Most of my early memories of him are gathered from the letters he wrote me growing up where I learned he would put on lipstick just so he could kiss my envelopes. Or the photographs that I explored on the walls of my grandparents’ home in Chile. In his childhood pictures he is round cheeked, full lipped, and big eyed, just like me. But during my childhood I visited Chile, his homeland, three times before he ever joined me. If I try to conjure up early memories of my dad, I struggle.
My Mom would ask me who I loved most in my life and I would make a list that went something like this. “I love my Mommy the most in the world. Then Nana and Gramps ‘cause they live in LA and I’m going to be an actress when I grow up, then Aunt Ellen and Uncle Mark, my cousin Abby and—“ My mother would interrupt me. “What about your dad? You love your dad don’t you Jules?” I thought about this for a while. “I like my Dad… No. I love my dad, but like an Uncle. Because we do fun uncle things together.” Like that time we went to the Davis Flea Market and he bought a puppy to keep me company when I come to visit him once a year.
On trips to visit Uncle Dad in California, that dog was everything to me. She was my confidant, my best friend, and a mutt just like me, no clear roots, a mish-mash of a bunch of different things. Surely, if this dog had gone to LaGuardia H.S., some random guy might have one day told her, “I don’t know B…she be like some white girl who speaks Spanish or something. That shit is mad crazy yo.”
We named our dog Che, for El Commandante Ernesto Che Guevara. Pretty weighty name for a puppy. But I think weighty names are beautiful: Che, Biko, Salvador, or Mito, my father, the myth.
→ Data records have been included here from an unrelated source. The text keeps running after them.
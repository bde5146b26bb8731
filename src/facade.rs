use serde_json::Value;
use std::sync::Arc;

use crate::error::StorageError;
use crate::namespace::Namespaced;
use crate::storage::{Storage, StorageOptions};
use crate::store::Store;

/// Key written and removed to check that a store accepts writes.
pub const PROBE_KEY: &str = "__storage_test__";

/// Check that `store` accepts a write and a delete.
pub fn probe(store: &dyn Store) -> bool {
    let result = store
        .write(PROBE_KEY, PROBE_KEY)
        .and_then(|_| store.delete(PROBE_KEY));

    match result {
        Ok(()) => true,
        Err(e) => {
            tracing::debug!("Store probe failed: store={}, error={}", store.name(), e);
            false
        }
    }
}

/// The root storage layer: typed JSON on top of a raw [`Store`].
///
/// Values are encoded with serde_json. Entries that no longer parse are
/// deleted the first time they are read, so they cannot poison later reads.
///
/// Cloning is cheap; clones share the same store.
///
/// # Example
/// ```ignore
/// let storage = TypedStorage::new(Arc::new(MemoryStore::default()));
/// storage.set("count", &42, StorageOptions::default())?;
/// assert_eq!(storage.get::<u32>("count", StorageOptions::default())?, Some(42));
/// ```
#[derive(Clone)]
pub struct TypedStorage {
    store: Arc<dyn Store>,
}

impl TypedStorage {
    /// Wrap an already selected store.
    pub fn new(store: Arc<dyn Store>) -> Self {
        TypedStorage { store }
    }

    /// Name of the base store in use.
    pub fn backend(&self) -> &'static str {
        self.store.name()
    }

    /// The raw store underneath.
    pub fn store(&self) -> &Arc<dyn Store> {
        &self.store
    }

    fn discard_corrupted(&self, key: &str) {
        if let Err(e) = self.store.delete(key) {
            tracing::warn!(
                "Failed to discard corrupted entry: store={}, key={}, error={}",
                self.store.name(),
                key,
                e
            );
        }
    }
}

impl Storage for TypedStorage {
    fn get_json(&self, key: &str, options: StorageOptions) -> Result<Option<Value>, StorageError> {
        let raw = match self.store.read(key) {
            Ok(Some(raw)) => raw,
            Ok(None) => return Ok(None),
            Err(e) if options.strict => {
                return Err(StorageError::backend(self.store.name(), key, e));
            }
            Err(e) => {
                tracing::debug!(
                    "Failed to read entry: store={}, key={}, error={}",
                    self.store.name(),
                    key,
                    e
                );
                return Ok(None);
            }
        };

        match serde_json::from_str(&raw) {
            Ok(value) => Ok(Some(value)),
            Err(e) => {
                tracing::debug!(
                    "Discarding corrupted entry: store={}, key={}, error={}",
                    self.store.name(),
                    key,
                    e
                );
                self.discard_corrupted(key);

                if options.strict {
                    Err(StorageError::deserialization(key, e))
                } else {
                    Ok(None)
                }
            }
        }
    }

    fn set_json(
        &self,
        key: &str,
        value: Value,
        options: StorageOptions,
    ) -> Result<bool, StorageError> {
        let encoded = match serde_json::to_string(&value) {
            Ok(encoded) => encoded,
            Err(e) if options.strict => return Err(StorageError::serialization(key, e)),
            Err(e) => {
                tracing::debug!("Failed to serialize value: key={}, error={}", key, e);
                return Ok(false);
            }
        };

        match self.store.write(key, &encoded) {
            Ok(()) => Ok(true),
            Err(e) => {
                let err = StorageError::backend(self.store.name(), key, e);
                if matches!(err, StorageError::QuotaExceeded { .. }) {
                    tracing::warn!(
                        "Storage quota exceeded: store={}, key={}, size={}",
                        self.store.name(),
                        key,
                        encoded.len()
                    );
                } else {
                    tracing::debug!("Failed to write entry: {}", err);
                }

                if options.strict { Err(err) } else { Ok(false) }
            }
        }
    }

    fn remove(&self, key: &str) -> bool {
        match self.store.delete(key) {
            Ok(()) => true,
            Err(e) => {
                tracing::debug!(
                    "Failed to remove entry: store={}, key={}, error={}",
                    self.store.name(),
                    key,
                    e
                );
                false
            }
        }
    }

    fn remove_many(&self, keys: &[String]) -> bool {
        if keys.is_empty() {
            return true;
        }
        match self.store.delete_many(keys) {
            Ok(()) => true,
            Err(e) => {
                tracing::debug!(
                    "Failed to remove entries: store={}, count={}, error={}",
                    self.store.name(),
                    keys.len(),
                    e
                );
                false
            }
        }
    }

    fn clear(&self) {
        if let Err(e) = self.store.clear() {
            tracing::debug!(
                "Failed to clear store: store={}, error={}",
                self.store.name(),
                e
            );
        }
    }

    fn has(&self, key: &str) -> bool {
        matches!(self.store.read(key), Ok(Some(_)))
    }

    fn keys(&self) -> Vec<String> {
        let enumerate = || -> Result<Vec<String>, crate::error::StoreError> {
            let count = self.store.count()?;
            let mut keys = Vec::with_capacity(count);
            for index in 0..count {
                if let Some(key) = self.store.key_at(index)? {
                    keys.push(key);
                }
            }
            Ok(keys)
        };

        enumerate().unwrap_or_else(|e| {
            tracing::debug!(
                "Failed to enumerate keys: store={}, error={}",
                self.store.name(),
                e
            );
            Vec::new()
        })
    }

    fn namespace(&self, prefix: &str) -> Namespaced {
        Namespaced::new(Arc::new(self.clone()), prefix)
    }
}

#[cfg(test)]
mod tests {
    use super::*;
    use crate::error::StoreError;
    use crate::storage::StorageExt;
    use crate::stores::memory::{MemoryStore, MemoryStoreConfig};
    use serde::{Deserialize, Serialize};

    /// A store where every operation fails.
    struct BrokenStore;

    impl Store for BrokenStore {
        fn name(&self) -> &'static str {
            "broken"
        }

        fn read(&self, _key: &str) -> Result<Option<String>, StoreError> {
            Err(StoreError::Unavailable("read".to_string()))
        }

        fn write(&self, _key: &str, _value: &str) -> Result<(), StoreError> {
            Err(StoreError::Unavailable("write".to_string()))
        }

        fn delete(&self, _key: &str) -> Result<(), StoreError> {
            Err(StoreError::Unavailable("delete".to_string()))
        }

        fn clear(&self) -> Result<(), StoreError> {
            Err(StoreError::Unavailable("clear".to_string()))
        }

        fn count(&self) -> Result<usize, StoreError> {
            Err(StoreError::Unavailable("count".to_string()))
        }

        fn key_at(&self, _index: usize) -> Result<Option<String>, StoreError> {
            Err(StoreError::Unavailable("key_at".to_string()))
        }
    }

    #[derive(Debug, Clone, PartialEq, Serialize, Deserialize)]
    struct User {
        name: String,
        age: u32,
    }

    fn memory_storage() -> (Arc<MemoryStore>, TypedStorage) {
        let store = Arc::new(MemoryStore::default());
        let storage = TypedStorage::new(store.clone());
        (store, storage)
    }

    #[test]
    fn test_set_get_typed() {
        let (store, storage) = memory_storage();
        let user = User {
            name: "John".to_string(),
            age: 30,
        };

        assert!(storage.set("user", &user, StorageOptions::default()).unwrap());

        let loaded: Option<User> = storage.get("user", StorageOptions::default()).unwrap();
        assert_eq!(loaded, Some(user));
        assert_eq!(
            store.read("user").unwrap().as_deref(),
            Some(r#"{"name":"John","age":30}"#)
        );
    }

    #[test]
    fn test_corrupted_entry_is_discarded() {
        let (store, storage) = memory_storage();
        store.write("broken", "not valid json{").unwrap();

        let result: Option<String> = storage.get("broken", StorageOptions::default()).unwrap();
        assert!(result.is_none());
        assert!(!storage.has("broken"));
    }

    #[test]
    fn test_corrupted_entry_strict_names_key() {
        let (store, storage) = memory_storage();
        store.write("broken", "not valid json{").unwrap();

        let err = storage
            .get::<String>("broken", StorageOptions::strict())
            .unwrap_err();
        assert!(matches!(err, StorageError::Deserialization { .. }));
        assert_eq!(err.key(), "broken");
        // Discarded even when the failure is reported
        assert!(!storage.has("broken"));
    }

    #[test]
    fn test_mistyped_entry_is_kept() {
        let (_store, storage) = memory_storage();
        storage
            .set("count", "not a number", StorageOptions::default())
            .unwrap();

        let safe: Option<u32> = storage.get("count", StorageOptions::default()).unwrap();
        assert!(safe.is_none());

        let err = storage
            .get::<u32>("count", StorageOptions::strict())
            .unwrap_err();
        assert!(matches!(err, StorageError::Deserialization { .. }));
        assert!(storage.has("count"));
    }

    #[test]
    fn test_quota_exceeded() {
        let store = Arc::new(MemoryStore::new(MemoryStoreConfig {
            quota_bytes: Some(16),
        }));
        let storage = TypedStorage::new(store);
        let big = "x".repeat(64);

        assert!(!storage.set("big", &big, StorageOptions::default()).unwrap());
        assert!(!storage.has("big"));

        let err = storage
            .set("big", &big, StorageOptions::strict())
            .unwrap_err();
        assert!(matches!(err, StorageError::QuotaExceeded { ref key } if key == "big"));
    }

    #[test]
    fn test_broken_store_degrades_safely() {
        let storage = TypedStorage::new(Arc::new(BrokenStore));

        assert!(
            storage
                .get::<String>("k", StorageOptions::default())
                .unwrap()
                .is_none()
        );
        assert!(!storage.set("k", "v", StorageOptions::default()).unwrap());
        assert!(!storage.remove("k"));
        assert!(!storage.remove_many(&["k".to_string()]));
        assert!(!storage.has("k"));
        assert!(storage.keys().is_empty());
        storage.clear();
    }

    #[test]
    fn test_broken_store_strict_reports_backend() {
        let storage = TypedStorage::new(Arc::new(BrokenStore));

        let err = storage
            .set("k", "v", StorageOptions::strict())
            .unwrap_err();
        assert!(matches!(
            err,
            StorageError::Backend {
                backend: "broken",
                ..
            }
        ));

        let err = storage
            .get::<String>("k", StorageOptions::strict())
            .unwrap_err();
        assert_eq!(err.key(), "k");
    }

    #[test]
    fn test_probe() {
        let store = MemoryStore::default();
        assert!(probe(&store));
        assert!(store.read(PROBE_KEY).unwrap().is_none());

        assert!(!probe(&BrokenStore));
    }

    #[test]
    fn test_backend_name() {
        let (_store, storage) = memory_storage();
        assert_eq!(storage.backend(), "memory");
    }
}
The moment my Uncle Dad and I began to communicate happens when I am 15. We are visiting our family’s cabin in Rucue, in the South of Chile, preparing onces, or Chilean teatime. It smells like the smokey home of the farmer woman who sold it to us on the side of the road. As I begin to eat, my father interrupts me, “You ever smoked grass?” I drop a mouthful of food on my plate, “Um, yeah…” He took a sip of his tea. “Did you like it?” Okay, this is getting weird. “I guess.” Dad intensifies his line of questions, “How often do you smoke?” I defiantly put my foot down. “Look Dad, that’s all I told my mom so that’s all I’m going to tell you, okay?” Then, in his heavily accented English, he smiles: “Well, do you want to smoke with me?” I had no words, so, I simply nodded.
Dad leaves the room to go roll a joint and I can barely contain myself. When he returns we smoke in silence. Then my dad starts telling me secrets that are all a blur of smoke now. He talks about Mom and Me and him. He mouth keeps moving but I hear no words. All I can feel is my face as it turns hot and red and my eyes as they become itchy struggling to hold back tears. I only remember one thing he said clearly, “You were Betsy’s project. Your mother’s project.”
Jeez. I was a project. Not a child of love. Not a gift to the world. Not the apple of my father’s eye. Instead, I was my mom’s project. Could my story really be that unromantic?